La sperimentazione della politica razziale e antisemita del fascismo: le colonie

La sperimentazione della politica razziale e antisemita del fascismo: le colonie

Il ‘900 fu il drammatico secolo in cui alcuni Stati europei millantarono miracolose discendenze da razze superiori, e a questi stati non tardò ad aggiungersi l’Italia.
Il 14 luglio del 1938 venne infatti pubblicato il Manifesto della razza, in cui all’articolo 4 si poteva leggere che gli italiani fossero di origine ariana, una popolazione che abitava la penisola italica da millenni.

Per capire realmente la natura profondamente razzista e antisemita del governo fascista bisogna volgere lo sguardo alla politica coloniale. Se infatti molto spesso si è tentato di dare una giustificazione alla promulgazione delle leggi razziali in Italia e alla successiva deportazione degli ebrei affermando che queste fossero delle scelte dovute alla pressione dell’alleato tedesco, le colonie rappresentano il banco di prova per la valutazione della politica razziale fascista, antisemita e finalizzata al potenziamento fisico e morale degli italiani.
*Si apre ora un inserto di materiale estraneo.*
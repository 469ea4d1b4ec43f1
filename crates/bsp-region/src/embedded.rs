//! Sub-hyperplanes described by a region of the hyperplane's own sub-space.
//!
//! A line of the plane is a copy of the real line, a plane of 3-space a
//! copy of the plane. The part of such a hyperplane that remains after
//! chopping is a region of that lower-dimensional space, so splitting and
//! reuniting sub-hyperplanes reduces to the same tree algorithms one
//! dimension down.

use crate::bsp::BspTree;
use crate::factory::Operator;
use crate::region::Region;
use crate::space::{Hyperplane, Space, Split, SubHyperplane};

/// A hyperplane carrying a lower-dimensional space of its own.
pub trait Embedding: Hyperplane {
    /// The space the hyperplane is a copy of.
    type SubSpace: Space;

    /// Coordinates of a point (projected onto the hyperplane) in the sub-space.
    fn to_sub_space(&self, point: &<Self::Space as Space>::Point) -> <Self::SubSpace as Space>::Point;

    /// The point of the hyperplane with the given sub-space coordinates.
    fn to_space(&self, point: &<Self::SubSpace as Space>::Point) -> <Self::Space as Space>::Point;

    /// How `other` crosses this hyperplane, seen from inside the sub-space.
    fn trace(&self, other: &Self) -> Trace<Self::SubSpace>;

    /// Re-expresses a region of this hyperplane's sub-space in the sub-space
    /// of `target`, after mapping every point with `map`.
    fn transfer<F>(&self, target: &Self, region: &Region<Self::SubSpace>, map: F) -> Region<Self::SubSpace>
    where
        F: Fn(&<Self::Space as Space>::Point) -> <Self::Space as Space>::Point;
}

/// Intersection of a hyperplane with another one, in sub-space coordinates.
#[derive(Debug, Clone)]
pub enum Trace<T: Space> {
    /// The hyperplanes do not cross; the offset of this hyperplane relative
    /// to the other one.
    Parallel(f64),
    /// The hyperplanes cross along this sub-space hyperplane, whose plus
    /// side lies on the plus side of the other hyperplane.
    Crossing(T::Hyperplane),
    /// The part of this hyperplane on the minus side of the other one.
    ///
    /// Used where a single sub-space hyperplane cannot separate the two
    /// parts, as for great circles, which cross twice.
    Within(Region<T>),
}

/// A hyperplane restricted to a region of its sub-space.
#[derive(Debug, Clone)]
pub struct EmbeddedSub<H: Embedding> {
    hyperplane: H,
    remaining: Region<H::SubSpace>,
}

impl<H: Embedding> EmbeddedSub<H> {
    /// Restricts `hyperplane` to `remaining`.
    pub fn new(hyperplane: H, remaining: Region<H::SubSpace>) -> Self {
        Self { hyperplane, remaining }
    }

    /// The whole hyperplane.
    pub fn whole(hyperplane: H) -> Self {
        let remaining = Region::full(hyperplane.tolerance());
        Self::new(hyperplane, remaining)
    }

    /// The part of the hyperplane that remains, in sub-space coordinates.
    #[inline]
    pub fn remaining(&self) -> &Region<H::SubSpace> {
        &self.remaining
    }

    /// Maps the sub-hyperplane point by point onto `target`.
    pub fn mapped<F>(&self, target: H, map: F) -> Self
    where
        F: Fn(&<H::Space as Space>::Point) -> <H::Space as Space>::Point,
    {
        let remaining = self.hyperplane.transfer(&target, &self.remaining, map);
        Self::new(target, remaining)
    }

    fn restricted(&self, tree: BspTree<H::SubSpace>) -> Self {
        Self::new(
            self.hyperplane.clone(),
            Region::from_tree_unchecked(tree, self.remaining.tolerance()),
        )
    }
}

impl<H> SubHyperplane for EmbeddedSub<H>
where
    H: Embedding,
    H::Space: Space<Sub = EmbeddedSub<H>>,
{
    type Space = H::Space;

    fn hyperplane(&self) -> &H {
        &self.hyperplane
    }

    fn is_empty(&self) -> bool {
        self.remaining.is_empty()
    }

    fn size(&self) -> f64 {
        self.remaining.size()
    }

    fn split(&self, hyperplane: &H) -> Split<Self> {
        if self.is_empty() {
            return Split::hyper();
        }
        match self.hyperplane.trace(hyperplane) {
            Trace::Parallel(offset) => {
                let tolerance = self.hyperplane.tolerance();
                if offset < -tolerance {
                    Split::minus(self.clone())
                } else if offset > tolerance {
                    Split::plus(self.clone())
                } else {
                    Split::hyper()
                }
            }
            Trace::Crossing(trace) => {
                let whole = trace.whole_hyperplane();
                let (_, plus, minus) = self.remaining.tree().split(&whole).into_parts();
                let plus = if plus.is_empty() {
                    None
                } else {
                    Some(self.restricted(BspTree::node(whole.clone(), plus, BspTree::Leaf(false))))
                };
                let minus = if minus.is_empty() {
                    None
                } else {
                    Some(self.restricted(BspTree::node(whole, BspTree::Leaf(false), minus)))
                };
                Split::new(plus, minus)
            }
            Trace::Within(inside) => {
                let part = |operator: Operator| {
                    let tree = self.remaining.tree().clone().merge(inside.tree().clone(), &operator);
                    (!tree.is_empty()).then(|| self.restricted(tree))
                };
                Split::new(part(Operator::AndNot), part(Operator::And))
            }
        }
    }

    fn reunite(&self, other: &Self) -> Self {
        let tree = self
            .remaining
            .tree()
            .clone()
            .merge(other.remaining.tree().clone(), &Operator::Or);
        self.restricted(tree)
    }

    fn reversed(&self) -> Self {
        self.mapped(self.hyperplane.reversed(), |point| point.clone())
    }
}
//! Error types for the concrete spaces.

use bsp_region::RegionError;
use thiserror::Error;

/// Errors raised while building primitives or regions of a concrete space.
#[derive(Debug, Clone, PartialEq, Error)]
pub enum GeometryError {
    /// Two points meant to define a hyperplane are too close together.
    #[error("points are too close to define a hyperplane (distance {distance})")]
    CoincidentPoints {
        /// Distance between the points.
        distance: f64,
    },

    /// Three points meant to define a plane are aligned.
    #[error("points are collinear")]
    CollinearPoints,

    /// A normal vector or coefficient pair has zero length.
    #[error("normal vector has zero length")]
    ZeroNormal,

    /// A polygon or facet has fewer than three vertices.
    #[error("at least 3 vertices are required, got {count}")]
    TooFewVertices {
        /// Number of vertices supplied.
        count: usize,
    },

    /// A facet references a vertex that does not exist.
    #[error("vertex index {index} is out of range for {count} vertices")]
    VertexIndexOutOfRange {
        /// Offending index.
        index: usize,
        /// Number of vertices available.
        count: usize,
    },

    /// Two distinct vertices are closer than the tolerance.
    #[error("vertices {first} and {second} are closer than the tolerance")]
    CloseVertices {
        /// Index of the first vertex.
        first: usize,
        /// Index of the second vertex.
        second: usize,
    },

    /// A facet vertex lies off the plane of the facet's first three vertices.
    #[error("vertex {vertex} of facet {facet} lies {distance} away from the facet plane")]
    NonPlanarFacet {
        /// Index of the facet.
        facet: usize,
        /// Index of the vertex.
        vertex: usize,
        /// Distance to the plane.
        distance: f64,
    },

    /// An edge appears in a single facet, so the boundary is not closed.
    #[error("edge from vertex {start} to vertex {end} belongs to a single facet")]
    EdgeConnectedToOneFacet {
        /// Start vertex of the edge.
        start: usize,
        /// End vertex of the edge.
        end: usize,
    },

    /// Two facets run along a shared edge in the same direction.
    #[error("facets sharing the edge from vertex {start} to vertex {end} have mismatched orientations")]
    FacetOrientationMismatch {
        /// Start vertex of the edge.
        start: usize,
        /// End vertex of the edge.
        end: usize,
    },

    /// A map cannot be inverted.
    #[error("transform is not invertible")]
    SingularTransform,

    /// Error raised by the region engine.
    #[error(transparent)]
    Region(#[from] RegionError),
}

/// Result type for the concrete spaces.
pub type GeometryResult<T> = Result<T, GeometryError>;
Il fatto che l’Italia abbia iniziato il suo processo di colonizzazione tardivamente, rispetto alle altre nazioni europee, porta erroneamente a pensare ad un diverso modello di insediamento, magari più civile, nei confronti delle popolazioni colonizzate. Ma così non fu: gli italiani, che nell’immaginario collettivo vengono ricordati sempre con peculiarità bonarie, saccheggiarono, distrussero, sfruttarono, stuprarono e uccisero, esattamente come tutti gli altri colonizzatori europei del passato, e a loro contemporanei, spinti non solo dal desiderio di conquista, ma – nel caso dei soldati fascisti – anche da un razzismo molto radicato. Il pregiudizio contro i neri, il cui colore della pelle veniva associato al male, venne minuziosamente riprodotto nella rivista della propaganda coloniale La Difesa della Razza, nelle cui copertine si può ancora trovare la raffigurazione di un’Eva “nera”, che porge la mela ad un Adamo “bianco”, simboleggiando un chiaro disprezzo per la donna africana, vista come fonte di peccato, come un mero oggetto sessuale. Nelle cartoline di propaganda i soldati italiani venivano immortalati in pose plastiche sorridenti, mentre con il piede schiacciavano la testa di un etiope, chiaro riferimento topografico romano allo schiavo barbaro sottomesso.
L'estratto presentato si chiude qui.